Pug Love
Dear Everyone,
Soon after my father’s death last year I needed some cheering up.
I turned to okCupid thinking I could use dating to distract me. I always liked the data science blog that the wannabe indie dating site put out, and the people on the site seemed to respect words more than pictures. As a wannabe writer I also try to respect words, even if I can’t spell them. It always felt like a better fit for me than mindlessly swiping pictures and bullet point biographies that were usually little more than a list of likes.
Before you the reader respond, I know dating is a horrible way to deal with grief but perhaps I wasn’t thinking clearly. I thought at least it could be someone(s) to talk to. And since I quit my job(s) to write a book easy conversation was harder to come by. Although to be honest I have never been a fan of easy conversation despite my hollow cravings for it. It has also proven to have worked out in this instance.
But instead of finding more small talk and vanity I met the most wonderful woman I could imagine. Beautiful, striking, well-spoken, and free-thinking. When I met her I had no energy to put up my usual facades of bravado and pretense. I was just unapologetically myself. At that moment I didn’t care if she liked me or not, I didn’t have the energy for that. She came into my life without artifice, she had just moved to DC to find a better life than she had had in Alabama. When she walked into the Teaism we had our first date and I remember seeing her and getting this weird feeling that this was the woman I was going I marry. The date went smoothly despite the edible I had ingested prior and we both fell into a wonderfully weird conversation about Disney Villains and other nonsense until we realized she needed to go to bed because she had work the next day.
Soon after that first date she went back to Alabama to see her family. When she returned she brought back a pug puppy. I was caught off guard by the work involved in raising a puppy, but I couldn’t deny how much I loved being around her, hearing her speak was a joy every time. So I could find no reason to rid myself of her company. My grief was screaming at my brain to run away from anyone and everyone in my life but my heart had already decided. Her dashing approach to life helped me fall in love with her, and the pug taught me the truth of what love is. Love isn’t explainable and I lack the literary expertise to do it now, but all I will say is that love is unconditional, it’s unconcerned by your brains trivial rationalizations.
I remember the moment I told her I didn’t even know what the feeling I was feeling was. I started crying because I liked her so much but didn’t know what to do. In retrospect I am humbled by the masculine ideology I had clung to and it’s insistence that feelings don’t exist or shouldn’t be listened to. Whatever it was I was feeling I couldn’t put words to it. She simply responded that she loved me too.
The rest will be history, I am thankful everyday that she tumbled into my life amidst the whims of my grief, and I am thankful that she saw through my sorrow and has helped me find my joy.

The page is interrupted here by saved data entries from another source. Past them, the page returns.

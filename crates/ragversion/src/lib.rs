//! # RAGVersion
//!
//! **Document version tracking with chunk-level change detection for RAG pipelines.**
//!
//! Every observed state of a tracked file is stored as an immutable version.
//! With chunk tracking enabled, each version is also split into chunks and
//! compared with the previous version by content hash, so only the chunks
//! that actually changed need to be re-embedded downstream.
//!
//! ## Architecture
//!
//! ```text
//! ┌──────────┐   ┌───────────────┐   ┌─────────────────┐
//! │ Tracker  │──▶│ ChangeDetector│──▶│ Store            │
//! │          │   │ (readers)     │   │ SQLite / Remote  │
//! │          │   └───────────────┘   │ / InMemory       │
//! │          │   ┌───────────────┐   │                  │
//! │          │──▶│ ChunkChange-  │──▶│                  │
//! │          │   │ Detector      │   └─────────────────┘
//! │          │   └───────────────┘
//! │          │──▶ listeners (ChangeEvent)
//! └──────────┘
//! ```
//!
//! ## Quick Start
//!
//! ```no_run
//! use ragversion::{Config, Tracker};
//!
//! # async fn run() -> ragversion::Result<()> {
//! let tracker = Tracker::open(Config::default()).await?;
//! let result = tracker.track("docs/guide.md", None).await?;
//! if let Some(event) = result.event {
//!     println!("{} is now at version {}", event.file_path, event.version_number);
//! }
//! # Ok(())
//! # }
//! ```
//!
//! ## Modules
//!
//! | Module | Purpose |
//! |--------|---------|
//! | [`config`] | TOML configuration parsing and validation |
//! | [`tracker`] | Public entry point: single-file and directory tracking, queries, restore |
//! | [`detector`] | Create / modify / delete / restore detection per path |
//! | [`chunk_detector`] | Chunk splitting, classification and persistence |
//! | [`reader`] | Content readers by extension (text, markdown, PDF, DOCX) |
//! | [`scan`] | Directory enumeration with include/exclude globs |
//! | [`watch`] | Debounced file system watching that feeds the tracker |
//! | [`events`] | Change listeners and timeout-bounded dispatch |
//! | [`sqlite_store`] | Embedded SQLite backend |
//! | [`remote_store`] | PostgREST-compatible HTTP backend |
//! | [`db`] / [`migrate`] | SQLite pool and schema |
//! | [`compress`] | zstd content compression |
//! | [`logging`] | `tracing-subscriber` setup |
//!
//! Backend-free types (models, errors, chunkers, the [`Store`] trait) live in
//! `ragversion-core` and are re-exported here.

pub mod chunk_detector;
pub mod compress;
pub mod config;
pub mod db;
pub mod detector;
pub mod events;
pub mod logging;
pub mod migrate;
pub mod reader;
pub mod remote_store;
pub mod scan;
pub mod sqlite_store;
pub mod tracker;
pub mod watch;

pub use ragversion_core::{chunk, chunk_diff, hash, line_diff, models, store};
pub use ragversion_core::{Error, ErrorCategory, Result};

pub use config::{load_config, parse_config, Config};
pub use events::{ChangeListener, FnListener, ListenerId, LogListener};
pub use store::Store;
pub use tracker::{store_from_config, TrackDirectoryOptions, Tracker};
pub use watch::{DirectoryWatcher, WatchOptions};
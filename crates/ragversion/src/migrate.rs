//! SQLite schema.
//!
//! All statements are `IF NOT EXISTS`, so running migrations on every
//! startup is safe. Timestamps are stored as Unix milliseconds; metadata as
//! JSON text. Content tables hold BLOBs with a `compressed` flag so
//! compressed and plain rows can coexist after a configuration change.

use sqlx::SqlitePool;

use ragversion_core::error::StorageResultExt;
use ragversion_core::Result;

const SCHEMA: &[&str] = &[
    r#"
    CREATE TABLE IF NOT EXISTS documents (
        id TEXT PRIMARY KEY,
        file_path TEXT NOT NULL UNIQUE,
        file_name TEXT NOT NULL,
        file_type TEXT NOT NULL,
        file_size INTEGER NOT NULL,
        content_hash TEXT NOT NULL,
        created_at INTEGER NOT NULL,
        updated_at INTEGER NOT NULL,
        version_count INTEGER NOT NULL DEFAULT 1,
        current_version INTEGER NOT NULL DEFAULT 1,
        metadata TEXT NOT NULL DEFAULT '{}'
    )
    "#,
    r#"
    CREATE TABLE IF NOT EXISTS versions (
        id TEXT PRIMARY KEY,
        document_id TEXT NOT NULL,
        version_number INTEGER NOT NULL,
        content_hash TEXT NOT NULL,
        file_size INTEGER,
        change_type TEXT NOT NULL
            CHECK (change_type IN ('created', 'modified', 'deleted', 'restored')),
        created_at INTEGER NOT NULL,
        created_by TEXT,
        metadata TEXT NOT NULL DEFAULT '{}',
        UNIQUE(document_id, version_number),
        FOREIGN KEY (document_id) REFERENCES documents(id) ON DELETE CASCADE
    )
    "#,
    r#"
    CREATE TABLE IF NOT EXISTS content_snapshots (
        version_id TEXT PRIMARY KEY,
        content BLOB NOT NULL,
        compressed INTEGER NOT NULL DEFAULT 0,
        original_size INTEGER NOT NULL,
        FOREIGN KEY (version_id) REFERENCES versions(id) ON DELETE CASCADE
    )
    "#,
    r#"
    CREATE TABLE IF NOT EXISTS chunks (
        id TEXT PRIMARY KEY,
        document_id TEXT NOT NULL,
        version_id TEXT NOT NULL,
        chunk_index INTEGER NOT NULL,
        content_hash TEXT NOT NULL,
        token_count INTEGER NOT NULL,
        created_at INTEGER NOT NULL,
        metadata TEXT NOT NULL DEFAULT '{}',
        UNIQUE(version_id, chunk_index),
        FOREIGN KEY (document_id) REFERENCES documents(id) ON DELETE CASCADE,
        FOREIGN KEY (version_id) REFERENCES versions(id) ON DELETE CASCADE
    )
    "#,
    r#"
    CREATE TABLE IF NOT EXISTS chunk_content (
        chunk_id TEXT PRIMARY KEY,
        content BLOB NOT NULL,
        compressed INTEGER NOT NULL DEFAULT 0,
        FOREIGN KEY (chunk_id) REFERENCES chunks(id) ON DELETE CASCADE
    )
    "#,
    "CREATE INDEX IF NOT EXISTS idx_documents_file_path ON documents(file_path)",
    "CREATE INDEX IF NOT EXISTS idx_documents_content_hash ON documents(content_hash)",
    "CREATE INDEX IF NOT EXISTS idx_versions_document_number ON versions(document_id, version_number)",
    "CREATE INDEX IF NOT EXISTS idx_versions_created_at ON versions(created_at)",
    "CREATE INDEX IF NOT EXISTS idx_chunks_document_version ON chunks(document_id, version_id)",
    "CREATE INDEX IF NOT EXISTS idx_chunks_version ON chunks(version_id)",
];

/// Create all tables and indexes.
pub async fn run_migrations(pool: &SqlitePool) -> Result<()> {
    for statement in SCHEMA {
        sqlx::query(statement)
            .execute(pool)
            .await
            .storage_context("failed to apply schema")?;
    }
    Ok(())
}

That pug has taught me that being needed isn’t something to avoid, unconditional love is unconditional because it’s something we all need. It’s just there and you can either run from it or embrace it. Both require work, but I’ve come to realize the toil of love is far more pleasurable than the slog of independence.
I think as a writer it’s important to have a foundation, and for me I have finally remembered that my foundation for life is my belief in love. I don’t believe anything else can be unconditional in the same way.